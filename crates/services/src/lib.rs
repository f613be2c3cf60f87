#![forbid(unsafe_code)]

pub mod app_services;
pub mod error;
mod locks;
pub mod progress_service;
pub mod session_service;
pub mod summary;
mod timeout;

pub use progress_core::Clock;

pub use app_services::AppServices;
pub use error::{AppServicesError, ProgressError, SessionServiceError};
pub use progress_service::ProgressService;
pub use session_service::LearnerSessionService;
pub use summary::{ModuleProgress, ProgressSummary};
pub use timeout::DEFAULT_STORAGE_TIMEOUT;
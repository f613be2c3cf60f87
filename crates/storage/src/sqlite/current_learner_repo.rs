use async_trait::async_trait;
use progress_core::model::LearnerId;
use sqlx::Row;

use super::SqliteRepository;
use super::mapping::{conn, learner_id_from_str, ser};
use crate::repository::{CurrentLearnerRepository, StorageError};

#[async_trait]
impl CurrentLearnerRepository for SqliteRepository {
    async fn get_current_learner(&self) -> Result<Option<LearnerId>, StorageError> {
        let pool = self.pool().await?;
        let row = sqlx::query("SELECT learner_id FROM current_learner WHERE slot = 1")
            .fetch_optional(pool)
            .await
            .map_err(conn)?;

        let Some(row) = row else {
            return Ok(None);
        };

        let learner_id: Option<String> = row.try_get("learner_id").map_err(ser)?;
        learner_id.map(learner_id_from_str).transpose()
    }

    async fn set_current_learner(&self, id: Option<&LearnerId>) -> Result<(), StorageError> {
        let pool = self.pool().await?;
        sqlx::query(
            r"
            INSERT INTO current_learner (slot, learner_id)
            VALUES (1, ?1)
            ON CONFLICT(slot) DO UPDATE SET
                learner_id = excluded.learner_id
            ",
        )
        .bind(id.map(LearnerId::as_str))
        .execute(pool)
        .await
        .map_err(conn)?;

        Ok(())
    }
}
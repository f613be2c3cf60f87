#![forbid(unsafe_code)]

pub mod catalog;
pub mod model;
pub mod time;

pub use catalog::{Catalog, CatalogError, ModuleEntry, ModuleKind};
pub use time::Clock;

========================

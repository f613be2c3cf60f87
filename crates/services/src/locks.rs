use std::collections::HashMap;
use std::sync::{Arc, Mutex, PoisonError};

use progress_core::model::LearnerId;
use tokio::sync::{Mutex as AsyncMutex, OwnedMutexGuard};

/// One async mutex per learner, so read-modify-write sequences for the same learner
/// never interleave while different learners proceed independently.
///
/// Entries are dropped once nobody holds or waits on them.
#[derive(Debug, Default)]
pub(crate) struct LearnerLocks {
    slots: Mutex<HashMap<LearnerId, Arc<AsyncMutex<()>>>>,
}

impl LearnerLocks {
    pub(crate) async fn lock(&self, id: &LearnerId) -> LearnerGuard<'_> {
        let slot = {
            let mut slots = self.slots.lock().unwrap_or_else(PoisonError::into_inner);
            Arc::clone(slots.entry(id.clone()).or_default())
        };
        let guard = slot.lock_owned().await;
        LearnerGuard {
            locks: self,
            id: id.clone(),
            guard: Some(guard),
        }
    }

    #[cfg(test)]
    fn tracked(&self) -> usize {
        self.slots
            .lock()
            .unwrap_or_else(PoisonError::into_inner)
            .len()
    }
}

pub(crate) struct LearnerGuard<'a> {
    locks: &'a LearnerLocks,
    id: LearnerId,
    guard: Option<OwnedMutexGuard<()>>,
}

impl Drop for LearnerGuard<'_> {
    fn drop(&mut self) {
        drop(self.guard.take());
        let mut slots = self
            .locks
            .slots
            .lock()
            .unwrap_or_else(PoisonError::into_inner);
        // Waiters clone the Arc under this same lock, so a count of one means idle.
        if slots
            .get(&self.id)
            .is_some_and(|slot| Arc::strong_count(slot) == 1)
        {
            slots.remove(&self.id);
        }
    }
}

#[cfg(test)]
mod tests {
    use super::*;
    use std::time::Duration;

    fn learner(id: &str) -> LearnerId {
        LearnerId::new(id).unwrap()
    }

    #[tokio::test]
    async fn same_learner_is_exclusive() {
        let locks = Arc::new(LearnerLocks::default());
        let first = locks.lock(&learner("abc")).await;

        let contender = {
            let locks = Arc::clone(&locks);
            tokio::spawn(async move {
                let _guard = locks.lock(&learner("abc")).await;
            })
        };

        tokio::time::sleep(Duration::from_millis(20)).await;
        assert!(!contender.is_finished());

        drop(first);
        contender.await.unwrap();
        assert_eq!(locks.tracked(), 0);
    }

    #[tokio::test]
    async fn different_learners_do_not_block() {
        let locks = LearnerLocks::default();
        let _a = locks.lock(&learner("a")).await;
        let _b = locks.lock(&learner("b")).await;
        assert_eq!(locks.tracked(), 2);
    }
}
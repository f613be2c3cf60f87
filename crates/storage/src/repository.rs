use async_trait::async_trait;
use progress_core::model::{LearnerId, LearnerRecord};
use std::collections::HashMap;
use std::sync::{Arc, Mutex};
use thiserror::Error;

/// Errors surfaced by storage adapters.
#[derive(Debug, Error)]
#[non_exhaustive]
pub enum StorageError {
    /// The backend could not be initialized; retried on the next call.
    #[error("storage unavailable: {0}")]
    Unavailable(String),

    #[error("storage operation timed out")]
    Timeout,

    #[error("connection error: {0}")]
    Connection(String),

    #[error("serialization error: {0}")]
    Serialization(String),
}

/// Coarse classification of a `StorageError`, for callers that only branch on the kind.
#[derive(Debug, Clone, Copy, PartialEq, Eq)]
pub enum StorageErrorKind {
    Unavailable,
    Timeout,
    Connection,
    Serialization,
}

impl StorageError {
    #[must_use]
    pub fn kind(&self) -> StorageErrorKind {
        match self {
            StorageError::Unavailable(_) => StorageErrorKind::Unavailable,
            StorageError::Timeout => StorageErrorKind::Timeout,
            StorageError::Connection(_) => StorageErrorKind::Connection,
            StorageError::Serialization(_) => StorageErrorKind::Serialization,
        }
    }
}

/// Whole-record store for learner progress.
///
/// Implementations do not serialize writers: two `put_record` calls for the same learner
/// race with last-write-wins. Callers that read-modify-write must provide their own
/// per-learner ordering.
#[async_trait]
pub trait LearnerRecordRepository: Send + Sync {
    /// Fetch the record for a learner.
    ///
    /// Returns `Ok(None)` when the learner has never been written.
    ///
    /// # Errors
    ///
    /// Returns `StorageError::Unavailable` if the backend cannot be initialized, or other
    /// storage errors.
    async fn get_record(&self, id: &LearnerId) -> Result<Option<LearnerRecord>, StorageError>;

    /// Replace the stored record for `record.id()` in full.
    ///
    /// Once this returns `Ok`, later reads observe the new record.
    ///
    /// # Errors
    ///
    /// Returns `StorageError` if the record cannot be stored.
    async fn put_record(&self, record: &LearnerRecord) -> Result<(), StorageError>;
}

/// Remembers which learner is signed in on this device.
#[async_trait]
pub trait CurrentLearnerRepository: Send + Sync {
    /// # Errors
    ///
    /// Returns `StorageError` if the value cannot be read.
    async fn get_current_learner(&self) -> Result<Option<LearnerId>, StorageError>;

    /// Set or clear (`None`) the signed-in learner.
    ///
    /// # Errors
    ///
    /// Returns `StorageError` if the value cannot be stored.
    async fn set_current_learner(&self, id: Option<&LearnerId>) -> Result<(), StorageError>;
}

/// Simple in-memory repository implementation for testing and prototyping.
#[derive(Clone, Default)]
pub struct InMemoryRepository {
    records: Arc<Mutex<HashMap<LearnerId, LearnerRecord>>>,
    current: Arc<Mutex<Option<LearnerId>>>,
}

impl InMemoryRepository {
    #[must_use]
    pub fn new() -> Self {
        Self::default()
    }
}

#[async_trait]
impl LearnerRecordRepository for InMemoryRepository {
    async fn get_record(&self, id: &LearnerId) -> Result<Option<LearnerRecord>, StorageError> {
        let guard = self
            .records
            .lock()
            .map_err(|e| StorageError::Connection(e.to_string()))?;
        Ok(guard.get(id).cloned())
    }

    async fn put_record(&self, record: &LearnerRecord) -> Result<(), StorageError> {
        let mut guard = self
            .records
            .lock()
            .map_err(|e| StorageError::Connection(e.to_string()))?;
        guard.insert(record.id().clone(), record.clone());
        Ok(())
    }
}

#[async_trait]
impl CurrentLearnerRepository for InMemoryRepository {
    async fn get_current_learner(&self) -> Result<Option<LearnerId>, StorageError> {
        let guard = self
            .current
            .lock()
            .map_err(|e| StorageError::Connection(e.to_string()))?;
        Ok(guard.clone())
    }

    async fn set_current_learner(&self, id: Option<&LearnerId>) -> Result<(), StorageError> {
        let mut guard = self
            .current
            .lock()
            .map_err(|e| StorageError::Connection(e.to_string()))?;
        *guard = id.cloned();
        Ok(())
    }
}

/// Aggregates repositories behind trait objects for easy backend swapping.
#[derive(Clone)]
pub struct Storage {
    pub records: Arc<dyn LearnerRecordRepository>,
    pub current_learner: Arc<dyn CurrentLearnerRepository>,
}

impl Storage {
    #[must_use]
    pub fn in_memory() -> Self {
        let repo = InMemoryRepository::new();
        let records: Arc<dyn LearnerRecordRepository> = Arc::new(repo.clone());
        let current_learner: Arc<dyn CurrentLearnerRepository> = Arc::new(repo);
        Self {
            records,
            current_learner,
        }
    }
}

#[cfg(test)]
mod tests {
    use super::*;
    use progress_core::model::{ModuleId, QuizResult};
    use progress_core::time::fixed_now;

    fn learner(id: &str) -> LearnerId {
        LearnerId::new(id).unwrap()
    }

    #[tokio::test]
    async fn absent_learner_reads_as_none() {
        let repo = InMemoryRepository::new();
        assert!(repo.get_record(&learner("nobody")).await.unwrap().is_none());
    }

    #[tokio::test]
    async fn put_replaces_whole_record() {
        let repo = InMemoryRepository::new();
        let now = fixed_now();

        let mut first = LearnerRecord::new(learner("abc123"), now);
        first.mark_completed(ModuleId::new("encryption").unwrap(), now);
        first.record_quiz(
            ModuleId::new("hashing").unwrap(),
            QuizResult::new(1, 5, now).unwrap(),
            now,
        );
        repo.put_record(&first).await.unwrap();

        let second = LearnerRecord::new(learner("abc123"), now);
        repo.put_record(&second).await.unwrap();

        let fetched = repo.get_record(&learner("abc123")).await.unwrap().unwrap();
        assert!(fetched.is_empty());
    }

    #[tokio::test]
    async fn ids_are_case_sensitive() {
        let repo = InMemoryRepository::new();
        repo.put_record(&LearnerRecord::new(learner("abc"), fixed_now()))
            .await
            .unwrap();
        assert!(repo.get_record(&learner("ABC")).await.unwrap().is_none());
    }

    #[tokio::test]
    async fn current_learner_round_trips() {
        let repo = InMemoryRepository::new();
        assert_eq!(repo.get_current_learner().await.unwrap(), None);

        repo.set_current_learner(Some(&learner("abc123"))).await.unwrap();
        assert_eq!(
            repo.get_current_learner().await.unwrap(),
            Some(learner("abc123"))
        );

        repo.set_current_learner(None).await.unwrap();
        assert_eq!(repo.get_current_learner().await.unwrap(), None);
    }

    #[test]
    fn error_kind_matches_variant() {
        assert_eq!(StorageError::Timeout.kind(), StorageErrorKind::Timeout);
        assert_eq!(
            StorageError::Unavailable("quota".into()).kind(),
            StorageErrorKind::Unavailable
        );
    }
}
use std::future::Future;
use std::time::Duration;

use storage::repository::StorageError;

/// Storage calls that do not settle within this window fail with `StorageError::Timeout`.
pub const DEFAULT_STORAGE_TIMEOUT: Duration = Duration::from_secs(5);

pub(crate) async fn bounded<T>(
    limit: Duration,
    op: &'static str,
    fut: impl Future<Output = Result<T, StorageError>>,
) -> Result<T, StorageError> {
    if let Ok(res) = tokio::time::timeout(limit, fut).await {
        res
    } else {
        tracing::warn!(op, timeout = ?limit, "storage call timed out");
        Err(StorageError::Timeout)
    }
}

========================

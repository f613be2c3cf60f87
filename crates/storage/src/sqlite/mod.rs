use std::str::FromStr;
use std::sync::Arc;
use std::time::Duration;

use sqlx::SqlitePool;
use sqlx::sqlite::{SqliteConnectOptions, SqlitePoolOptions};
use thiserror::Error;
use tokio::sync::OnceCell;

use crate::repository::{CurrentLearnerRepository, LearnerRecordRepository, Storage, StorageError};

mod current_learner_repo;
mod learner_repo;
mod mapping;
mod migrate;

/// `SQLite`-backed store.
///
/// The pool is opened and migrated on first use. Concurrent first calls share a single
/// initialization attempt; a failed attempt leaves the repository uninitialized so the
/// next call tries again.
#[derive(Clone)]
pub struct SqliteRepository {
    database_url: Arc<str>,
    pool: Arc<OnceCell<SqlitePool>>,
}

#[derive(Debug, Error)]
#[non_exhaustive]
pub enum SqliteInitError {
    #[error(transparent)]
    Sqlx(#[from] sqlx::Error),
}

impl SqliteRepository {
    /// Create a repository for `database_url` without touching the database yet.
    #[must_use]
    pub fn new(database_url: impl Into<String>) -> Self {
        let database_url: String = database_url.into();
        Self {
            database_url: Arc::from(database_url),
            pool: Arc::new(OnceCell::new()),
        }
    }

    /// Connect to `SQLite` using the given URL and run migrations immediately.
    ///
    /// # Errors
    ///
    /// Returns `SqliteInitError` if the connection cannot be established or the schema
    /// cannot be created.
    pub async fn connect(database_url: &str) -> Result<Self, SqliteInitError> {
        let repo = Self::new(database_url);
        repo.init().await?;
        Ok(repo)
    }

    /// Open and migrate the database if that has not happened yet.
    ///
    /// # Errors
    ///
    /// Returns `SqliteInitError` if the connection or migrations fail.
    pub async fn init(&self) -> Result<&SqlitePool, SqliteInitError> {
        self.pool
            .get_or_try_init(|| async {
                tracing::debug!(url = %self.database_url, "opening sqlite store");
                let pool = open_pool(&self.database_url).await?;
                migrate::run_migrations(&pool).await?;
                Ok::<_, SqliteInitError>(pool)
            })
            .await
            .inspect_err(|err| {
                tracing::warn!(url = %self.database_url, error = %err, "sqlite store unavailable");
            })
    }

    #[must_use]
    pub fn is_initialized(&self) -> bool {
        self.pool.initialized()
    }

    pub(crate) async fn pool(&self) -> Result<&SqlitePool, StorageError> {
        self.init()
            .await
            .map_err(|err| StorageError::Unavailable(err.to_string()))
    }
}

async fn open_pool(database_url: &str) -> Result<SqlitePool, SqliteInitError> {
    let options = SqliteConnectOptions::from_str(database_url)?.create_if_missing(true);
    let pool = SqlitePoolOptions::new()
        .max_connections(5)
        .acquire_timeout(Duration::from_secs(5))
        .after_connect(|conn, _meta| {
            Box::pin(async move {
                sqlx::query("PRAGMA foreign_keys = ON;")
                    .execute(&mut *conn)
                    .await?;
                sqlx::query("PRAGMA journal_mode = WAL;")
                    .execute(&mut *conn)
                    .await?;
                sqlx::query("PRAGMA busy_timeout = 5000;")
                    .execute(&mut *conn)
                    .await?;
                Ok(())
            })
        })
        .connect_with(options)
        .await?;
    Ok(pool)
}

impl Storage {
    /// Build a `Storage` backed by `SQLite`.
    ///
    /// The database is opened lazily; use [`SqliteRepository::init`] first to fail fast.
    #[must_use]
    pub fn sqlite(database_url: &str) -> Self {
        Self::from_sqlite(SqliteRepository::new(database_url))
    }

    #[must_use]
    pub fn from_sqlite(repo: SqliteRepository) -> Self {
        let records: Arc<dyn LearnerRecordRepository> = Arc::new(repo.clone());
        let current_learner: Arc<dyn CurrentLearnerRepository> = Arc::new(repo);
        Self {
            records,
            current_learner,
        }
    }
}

========================

** Exercise brief **
All lines above with the word "limit" need to be reported.

** Exercise solution **
    limit: Duration,
    if let Ok(res) = tokio::time::timeout(limit, fut).await {
        tracing::warn!(op, timeout = ?limit, "storage call timed out");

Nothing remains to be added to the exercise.